The end. An end to everything.
Time and space flattened. Joy eviscerated upon the light particles that formed the contours of my face as I considered annihilation.
I ran.
Because I was not yet self-aware to know one can never outrun it. Running only fuels it. Stimulates the negative loop of it.
Again.
And Again.
AND AGAIN.
Each sole of my foot pressed in panic against the linoleum. I searched for comfort in my mother's arms, naive enough to believe she could dispel it. Tears fell like heavy rain, a voice scratchy with helpless pain, and a declaration, I don’t want to die.
But there’s nothing I can do about it. I was born into it. Now, I’m a slave to it.
Again, at nineteen, a psychotic episode induced by a desire for psychoactive pleasure. Trapped in a stranger's house.
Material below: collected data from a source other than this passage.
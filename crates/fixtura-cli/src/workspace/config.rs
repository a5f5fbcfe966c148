use std::path::{Path, PathBuf};

use serde::{Deserialize, Serialize};

use fixtura_generate::{DEFAULT_CATEGORY_COUNT, GenerateOptions};

use super::atomic::write_bytes_atomic;
use super::WorkspaceResult;

/// Default config file name, looked up in the working directory.
pub const CONFIG_FILE: &str = "fixtura.toml";

/// Contents of `fixtura.toml`. Missing keys take their defaults.
#[derive(Debug, Clone, Default, PartialEq, Eq, Serialize, Deserialize)]
#[serde(default)]
pub struct FixturaConfig {
    pub generation: GenerationSection,
    pub output: OutputSection,
}

#[derive(Debug, Clone, PartialEq, Eq, Serialize, Deserialize)]
#[serde(default)]
pub struct GenerationSection {
    pub seeded: bool,
    pub count: i64,
    pub category_count: u32,
}

impl Default for GenerationSection {
    fn default() -> Self {
        Self {
            seeded: true,
            count: 10,
            category_count: DEFAULT_CATEGORY_COUNT,
        }
    }
}

#[derive(Debug, Clone, PartialEq, Eq, Serialize, Deserialize)]
#[serde(default)]
pub struct OutputSection {
    pub dir: PathBuf,
    pub pretty: bool,
}

impl Default for OutputSection {
    fn default() -> Self {
        Self {
            dir: PathBuf::from("out"),
            pretty: true,
        }
    }
}

/// Command-line values that take precedence over the file.
#[derive(Debug, Clone, Default)]
pub struct ConfigOverrides {
    pub count: Option<i64>,
    pub seeded: Option<bool>,
    pub category_count: Option<u32>,
    pub dir: Option<PathBuf>,
    pub pretty: Option<bool>,
}

impl FixturaConfig {
    pub fn with_overrides(mut self, overrides: ConfigOverrides) -> Self {
        if let Some(count) = overrides.count {
            self.generation.count = count;
        }
        if let Some(seeded) = overrides.seeded {
            self.generation.seeded = seeded;
        }
        if let Some(category_count) = overrides.category_count {
            self.generation.category_count = category_count;
        }
        if let Some(dir) = overrides.dir {
            self.output.dir = dir;
        }
        if let Some(pretty) = overrides.pretty {
            self.output.pretty = pretty;
        }
        self
    }

    pub fn generate_options(&self) -> GenerateOptions {
        GenerateOptions {
            seeded: self.generation.seeded,
            category_count: self.generation.category_count,
        }
    }
}

/// Read `path`, or the defaults when it does not exist.
pub fn load_config(path: &Path) -> WorkspaceResult<FixturaConfig> {
    if !path.exists() {
        return Ok(FixturaConfig::default());
    }
    let content = std::fs::read_to_string(path)?;
    Ok(toml::from_str(&content)?)
}

pub fn save_config(path: &Path, config: &FixturaConfig) -> WorkspaceResult<()> {
    let encoded = toml::to_string_pretty(config)?;
    write_bytes_atomic(path, encoded.as_bytes())
}

#[cfg(test)]
mod tests {
    use super::*;

    #[test]
    fn missing_file_yields_defaults() {
        let path = std::env::temp_dir().join(format!("fixtura_missing_{}.toml", uuid::Uuid::new_v4()));
        let config = load_config(&path).unwrap();
        assert_eq!(config, FixturaConfig::default());
        assert!(config.generation.seeded);
        assert_eq!(config.generation.category_count, 5);
    }

    #[test]
    fn partial_file_keeps_other_defaults() {
        let config: FixturaConfig = toml::from_str(
            r#"
            [generation]
            count = 40

            [output]
            pretty = false
            "#,
        )
        .unwrap();
        assert_eq!(config.generation.count, 40);
        assert!(config.generation.seeded);
        assert_eq!(config.output.dir, PathBuf::from("out"));
        assert!(!config.output.pretty);
    }

    #[test]
    fn overrides_win_over_file_values() {
        let config = FixturaConfig::default().with_overrides(ConfigOverrides {
            count: Some(3),
            seeded: Some(false),
            category_count: Some(2),
            ..ConfigOverrides::default()
        });
        assert_eq!(config.generation.count, 3);
        let options = config.generate_options();
        assert!(!options.seeded);
        assert_eq!(options.category_count, 2);
        assert_eq!(config.output.dir, PathBuf::from("out"));
    }

    #[test]
    fn saved_config_loads_back() {
        let dir = std::env::temp_dir().join(format!("fixtura_config_{}", uuid::Uuid::new_v4()));
        let path = dir.join(CONFIG_FILE);
        let config = FixturaConfig::default().with_overrides(ConfigOverrides {
            dir: Some(PathBuf::from("fixtures")),
            ..ConfigOverrides::default()
        });

        save_config(&path, &config).unwrap();
        assert_eq!(load_config(&path).unwrap(), config);
        std::fs::remove_dir_all(&dir).ok();
    }
}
Each agonized breath entangled with eternity. Alone with a shadow long harbored on a musty couch, the beep of a dying fire alarm, and isolation.
Every fifteen minutes, it would come—a recurring loop of dread. The hologram of my mind, unprepared for its warping. The illusion of self melted into the popcorn paint. A severance from reality.
Did it even exist?
Did I?
The only certainty was the wound. Left unhealed, it's scar embedded. Uncertain if it ever will.
Depression. The Big D.
It hangs around like that. The air, hard to force into your lungs when within its grasp, even if you find the surface. A slow death. A curse.
It has a way of quietly digging its roots into the amygdala. Its sharp teeth burrowed into an unspoken pact of meaningless. A search for answers makes its rhymes and reasons less clear.
Years.
And Years.
And Years...
A cycle of hibernation, then, a dark bloom. Joys of youth withered down into doldrums of adulthood—a weary look into the thinning mortal coil.
A symptom my son has yet to know.
A little boy, cross-legged on the floor, watching cartoons on the TV with joy on his face, wonder in his eyes, and tiny hands clasped together.
I fear for him. The world he’ll inhabit. The trauma he might live.
What will he only describe through memory?

Have you had experiences with existential dread, depression, or anxiety? How does it feel to you? How do you describe it?